**Data records:**
******

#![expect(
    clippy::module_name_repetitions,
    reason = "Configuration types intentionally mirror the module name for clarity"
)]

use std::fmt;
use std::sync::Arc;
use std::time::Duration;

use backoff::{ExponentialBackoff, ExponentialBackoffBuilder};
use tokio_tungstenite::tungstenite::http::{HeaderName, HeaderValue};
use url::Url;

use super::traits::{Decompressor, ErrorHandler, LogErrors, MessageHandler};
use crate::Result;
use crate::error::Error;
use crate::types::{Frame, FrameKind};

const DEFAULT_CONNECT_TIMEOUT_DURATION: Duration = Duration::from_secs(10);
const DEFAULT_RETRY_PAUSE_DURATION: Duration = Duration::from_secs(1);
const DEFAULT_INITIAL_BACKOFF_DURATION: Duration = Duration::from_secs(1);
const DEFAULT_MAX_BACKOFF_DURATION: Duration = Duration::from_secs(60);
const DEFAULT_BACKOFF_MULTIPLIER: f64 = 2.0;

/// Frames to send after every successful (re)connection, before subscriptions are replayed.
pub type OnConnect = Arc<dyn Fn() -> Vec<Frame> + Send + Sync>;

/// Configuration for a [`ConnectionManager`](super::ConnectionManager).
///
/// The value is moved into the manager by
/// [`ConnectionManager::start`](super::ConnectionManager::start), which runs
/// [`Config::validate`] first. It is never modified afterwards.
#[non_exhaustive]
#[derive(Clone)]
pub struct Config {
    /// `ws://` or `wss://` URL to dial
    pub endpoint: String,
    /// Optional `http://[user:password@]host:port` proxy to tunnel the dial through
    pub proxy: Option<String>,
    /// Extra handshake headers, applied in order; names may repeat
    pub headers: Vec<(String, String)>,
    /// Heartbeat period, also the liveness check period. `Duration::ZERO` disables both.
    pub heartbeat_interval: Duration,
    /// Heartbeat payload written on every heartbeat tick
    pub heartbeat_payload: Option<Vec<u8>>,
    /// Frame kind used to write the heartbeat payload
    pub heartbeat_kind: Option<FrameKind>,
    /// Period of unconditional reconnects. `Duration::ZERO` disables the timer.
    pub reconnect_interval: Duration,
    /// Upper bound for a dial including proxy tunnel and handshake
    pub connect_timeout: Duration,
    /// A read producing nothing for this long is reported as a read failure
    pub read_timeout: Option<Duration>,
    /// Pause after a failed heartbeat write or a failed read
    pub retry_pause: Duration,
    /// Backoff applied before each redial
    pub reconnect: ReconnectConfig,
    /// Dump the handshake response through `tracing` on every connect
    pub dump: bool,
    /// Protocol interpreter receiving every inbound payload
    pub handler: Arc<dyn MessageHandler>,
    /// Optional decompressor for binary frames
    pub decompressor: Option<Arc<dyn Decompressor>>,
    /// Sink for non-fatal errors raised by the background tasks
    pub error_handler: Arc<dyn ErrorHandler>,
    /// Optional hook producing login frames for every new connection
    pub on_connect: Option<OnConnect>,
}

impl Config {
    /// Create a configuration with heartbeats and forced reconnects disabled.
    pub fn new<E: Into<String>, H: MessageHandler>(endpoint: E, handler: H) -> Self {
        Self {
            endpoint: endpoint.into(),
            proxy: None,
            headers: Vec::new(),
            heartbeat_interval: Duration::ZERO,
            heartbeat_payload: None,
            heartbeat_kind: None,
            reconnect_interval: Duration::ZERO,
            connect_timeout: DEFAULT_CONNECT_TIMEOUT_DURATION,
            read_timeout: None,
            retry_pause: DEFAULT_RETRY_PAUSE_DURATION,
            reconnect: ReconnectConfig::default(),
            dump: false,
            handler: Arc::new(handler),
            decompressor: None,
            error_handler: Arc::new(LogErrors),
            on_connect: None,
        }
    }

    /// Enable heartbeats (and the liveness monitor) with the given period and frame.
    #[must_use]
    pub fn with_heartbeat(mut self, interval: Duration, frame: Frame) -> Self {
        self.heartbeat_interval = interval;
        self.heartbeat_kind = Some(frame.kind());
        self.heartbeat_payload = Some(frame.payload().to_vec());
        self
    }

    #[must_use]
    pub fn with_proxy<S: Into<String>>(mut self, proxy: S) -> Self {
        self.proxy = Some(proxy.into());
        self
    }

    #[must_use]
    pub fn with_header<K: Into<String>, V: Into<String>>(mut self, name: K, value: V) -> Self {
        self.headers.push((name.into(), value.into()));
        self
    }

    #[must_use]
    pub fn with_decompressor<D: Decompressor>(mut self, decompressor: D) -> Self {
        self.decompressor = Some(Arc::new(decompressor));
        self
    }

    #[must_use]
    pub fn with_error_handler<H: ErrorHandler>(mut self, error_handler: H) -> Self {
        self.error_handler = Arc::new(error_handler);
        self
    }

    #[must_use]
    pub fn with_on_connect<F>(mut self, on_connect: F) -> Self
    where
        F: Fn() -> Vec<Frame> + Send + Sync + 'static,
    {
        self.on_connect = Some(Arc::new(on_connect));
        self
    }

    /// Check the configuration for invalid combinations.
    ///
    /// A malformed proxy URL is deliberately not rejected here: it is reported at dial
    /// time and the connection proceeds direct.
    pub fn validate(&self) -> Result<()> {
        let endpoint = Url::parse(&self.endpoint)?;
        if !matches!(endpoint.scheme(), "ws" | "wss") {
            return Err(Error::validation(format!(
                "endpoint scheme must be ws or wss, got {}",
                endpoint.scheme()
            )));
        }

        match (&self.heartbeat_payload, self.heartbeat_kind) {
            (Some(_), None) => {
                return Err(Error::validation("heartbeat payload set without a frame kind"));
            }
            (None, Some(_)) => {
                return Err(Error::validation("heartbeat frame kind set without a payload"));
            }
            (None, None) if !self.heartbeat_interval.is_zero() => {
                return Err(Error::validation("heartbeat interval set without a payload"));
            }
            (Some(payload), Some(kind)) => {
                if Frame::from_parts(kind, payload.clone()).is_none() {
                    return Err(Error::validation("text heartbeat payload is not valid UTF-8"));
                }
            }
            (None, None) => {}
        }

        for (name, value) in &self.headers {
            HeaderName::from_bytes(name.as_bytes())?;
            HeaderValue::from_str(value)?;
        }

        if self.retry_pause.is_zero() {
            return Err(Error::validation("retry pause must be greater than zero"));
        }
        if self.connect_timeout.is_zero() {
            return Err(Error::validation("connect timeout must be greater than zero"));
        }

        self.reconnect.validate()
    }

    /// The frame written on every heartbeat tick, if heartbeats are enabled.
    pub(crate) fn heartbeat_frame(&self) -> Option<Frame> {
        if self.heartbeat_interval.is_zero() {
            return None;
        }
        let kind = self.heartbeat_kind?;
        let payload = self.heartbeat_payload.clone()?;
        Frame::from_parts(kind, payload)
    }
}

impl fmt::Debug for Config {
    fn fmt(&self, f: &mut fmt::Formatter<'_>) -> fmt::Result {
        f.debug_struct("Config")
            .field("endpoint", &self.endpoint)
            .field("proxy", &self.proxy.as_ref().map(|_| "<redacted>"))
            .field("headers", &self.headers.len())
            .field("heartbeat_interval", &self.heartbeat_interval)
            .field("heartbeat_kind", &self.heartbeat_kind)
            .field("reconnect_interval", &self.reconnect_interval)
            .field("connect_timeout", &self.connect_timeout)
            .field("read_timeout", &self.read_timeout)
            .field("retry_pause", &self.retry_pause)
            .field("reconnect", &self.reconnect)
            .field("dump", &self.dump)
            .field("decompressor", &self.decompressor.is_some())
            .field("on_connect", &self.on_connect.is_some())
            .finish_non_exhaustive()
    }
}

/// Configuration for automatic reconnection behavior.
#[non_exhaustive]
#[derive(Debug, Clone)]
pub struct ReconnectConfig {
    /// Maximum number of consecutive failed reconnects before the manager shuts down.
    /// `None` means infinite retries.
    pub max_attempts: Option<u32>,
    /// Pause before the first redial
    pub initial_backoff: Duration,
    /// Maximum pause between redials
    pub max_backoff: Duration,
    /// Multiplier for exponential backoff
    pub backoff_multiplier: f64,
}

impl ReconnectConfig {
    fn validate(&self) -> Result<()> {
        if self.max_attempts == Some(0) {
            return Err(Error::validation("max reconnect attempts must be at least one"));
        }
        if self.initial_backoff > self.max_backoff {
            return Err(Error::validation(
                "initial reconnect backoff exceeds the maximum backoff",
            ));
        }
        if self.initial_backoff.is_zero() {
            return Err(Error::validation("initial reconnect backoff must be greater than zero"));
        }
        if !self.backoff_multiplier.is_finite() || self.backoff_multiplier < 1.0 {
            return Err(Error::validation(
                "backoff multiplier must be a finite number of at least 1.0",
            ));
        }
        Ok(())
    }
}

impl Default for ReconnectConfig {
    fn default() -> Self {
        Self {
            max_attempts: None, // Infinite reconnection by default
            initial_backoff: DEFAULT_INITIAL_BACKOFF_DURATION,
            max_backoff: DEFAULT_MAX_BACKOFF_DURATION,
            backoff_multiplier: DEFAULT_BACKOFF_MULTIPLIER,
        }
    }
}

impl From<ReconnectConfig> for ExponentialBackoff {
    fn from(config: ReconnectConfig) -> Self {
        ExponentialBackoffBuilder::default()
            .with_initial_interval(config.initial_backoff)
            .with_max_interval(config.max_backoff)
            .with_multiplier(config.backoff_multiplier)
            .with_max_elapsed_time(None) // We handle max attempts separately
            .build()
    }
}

******

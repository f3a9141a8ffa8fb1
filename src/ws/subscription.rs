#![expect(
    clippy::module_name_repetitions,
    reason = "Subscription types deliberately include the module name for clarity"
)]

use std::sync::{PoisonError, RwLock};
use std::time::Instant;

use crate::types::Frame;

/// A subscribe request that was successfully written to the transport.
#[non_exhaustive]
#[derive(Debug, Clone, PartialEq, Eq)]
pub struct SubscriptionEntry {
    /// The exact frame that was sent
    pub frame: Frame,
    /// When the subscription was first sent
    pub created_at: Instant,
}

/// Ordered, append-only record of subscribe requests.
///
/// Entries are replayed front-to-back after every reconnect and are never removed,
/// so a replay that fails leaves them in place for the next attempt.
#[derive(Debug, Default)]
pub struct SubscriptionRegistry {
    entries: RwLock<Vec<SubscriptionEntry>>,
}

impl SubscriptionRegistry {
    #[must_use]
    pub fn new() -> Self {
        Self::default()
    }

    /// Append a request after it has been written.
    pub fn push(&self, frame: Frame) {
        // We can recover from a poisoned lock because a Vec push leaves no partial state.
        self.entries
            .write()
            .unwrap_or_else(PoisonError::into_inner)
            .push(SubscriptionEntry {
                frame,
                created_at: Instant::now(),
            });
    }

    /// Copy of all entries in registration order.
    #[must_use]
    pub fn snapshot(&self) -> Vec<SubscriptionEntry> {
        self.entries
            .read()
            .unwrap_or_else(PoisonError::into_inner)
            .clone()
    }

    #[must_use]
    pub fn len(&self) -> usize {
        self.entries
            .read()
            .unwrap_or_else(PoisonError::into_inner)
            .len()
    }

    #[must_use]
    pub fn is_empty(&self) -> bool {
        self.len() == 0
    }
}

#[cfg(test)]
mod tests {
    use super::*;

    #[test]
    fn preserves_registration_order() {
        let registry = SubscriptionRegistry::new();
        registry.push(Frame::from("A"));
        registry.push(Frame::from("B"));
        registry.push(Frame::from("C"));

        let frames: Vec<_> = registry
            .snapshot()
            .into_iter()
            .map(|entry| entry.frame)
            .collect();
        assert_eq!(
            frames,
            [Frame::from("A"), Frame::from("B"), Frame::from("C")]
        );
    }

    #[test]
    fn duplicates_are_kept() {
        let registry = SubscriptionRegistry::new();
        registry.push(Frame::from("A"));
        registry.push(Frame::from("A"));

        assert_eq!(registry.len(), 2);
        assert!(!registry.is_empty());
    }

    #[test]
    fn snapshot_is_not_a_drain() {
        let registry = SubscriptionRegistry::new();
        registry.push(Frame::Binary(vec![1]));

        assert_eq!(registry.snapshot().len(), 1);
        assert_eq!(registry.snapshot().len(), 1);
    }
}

******

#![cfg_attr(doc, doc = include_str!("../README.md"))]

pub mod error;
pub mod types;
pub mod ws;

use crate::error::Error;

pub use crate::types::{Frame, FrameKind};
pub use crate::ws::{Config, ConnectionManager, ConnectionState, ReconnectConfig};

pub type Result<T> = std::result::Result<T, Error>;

******

**What is expected:** Your response should contain each line of the listing in which the word "every" occurs.

**Exercise output:**
/// Frames to send after every successful (re)connection, before subscriptions are replayed.
    /// Heartbeat payload written on every heartbeat tick
    /// Dump the handshake response through `tracing` on every connect
    /// Protocol interpreter receiving every inbound payload
    /// Optional hook producing login frames for every new connection
    /// The frame written on every heartbeat tick, if heartbeats are enabled.
/// Entries are replayed front-to-back after every reconnect and are never removed,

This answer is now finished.